*Directions:* Each record has to be returned exactly as it appears.

■ ■ ■ ■ ■

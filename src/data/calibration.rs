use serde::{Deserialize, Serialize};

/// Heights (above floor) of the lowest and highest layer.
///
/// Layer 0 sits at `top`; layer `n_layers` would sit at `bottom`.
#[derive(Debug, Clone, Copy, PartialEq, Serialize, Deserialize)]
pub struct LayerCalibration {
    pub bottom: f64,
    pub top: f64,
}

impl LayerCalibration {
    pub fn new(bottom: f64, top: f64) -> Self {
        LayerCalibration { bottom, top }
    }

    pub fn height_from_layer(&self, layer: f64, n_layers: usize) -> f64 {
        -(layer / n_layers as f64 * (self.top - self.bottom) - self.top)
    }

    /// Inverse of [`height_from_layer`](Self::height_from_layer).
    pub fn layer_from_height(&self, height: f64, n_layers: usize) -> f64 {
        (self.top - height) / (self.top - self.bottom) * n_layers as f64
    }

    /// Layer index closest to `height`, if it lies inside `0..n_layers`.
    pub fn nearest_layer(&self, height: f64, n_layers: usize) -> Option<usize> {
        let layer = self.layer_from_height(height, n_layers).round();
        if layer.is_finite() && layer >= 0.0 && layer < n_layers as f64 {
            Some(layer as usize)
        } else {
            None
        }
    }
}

■ ■ ■ ■ ■

*Answer to this exercise:*
filename src/data/calibration.rs
use serde::{Deserialize, Serialize};

/// Heights (above floor) of the lowest and highest layer.
///
/// Layer 0 sits at `top`; layer `n_layers` would sit at `bottom`.
#[derive(Debug, Clone, Copy, PartialEq, Serialize, Deserialize)]
pub struct LayerCalibration {
    pub bottom: f64,
    pub top: f64,
}

impl LayerCalibration {
    pub fn new(bottom: f64, top: f64) -> Self {
        LayerCalibration { bottom, top }
    }

    pub fn height_from_layer(&self, layer: f64, n_layers: usize) -> f64 {
        -(layer / n_layers as f64 * (self.top - self.bottom) - self.top)
    }

    /// Inverse of [`height_from_layer`](Self::height_from_layer).
    pub fn layer_from_height(&self, height: f64, n_layers: usize) -> f64 {
        (self.top - height) / (self.top - self.bottom) * n_layers as f64
    }

    /// Layer index closest to `height`, if it lies inside `0..n_layers`.
    pub fn nearest_layer(&self, height: f64, n_layers: usize) -> Option<usize> {
        let layer = self.layer_from_height(height, n_layers).round();
        if layer.is_finite() && layer >= 0.0 && layer < n_layers as f64 {
            Some(layer as usize)
        } else {
            None
        }
    }
}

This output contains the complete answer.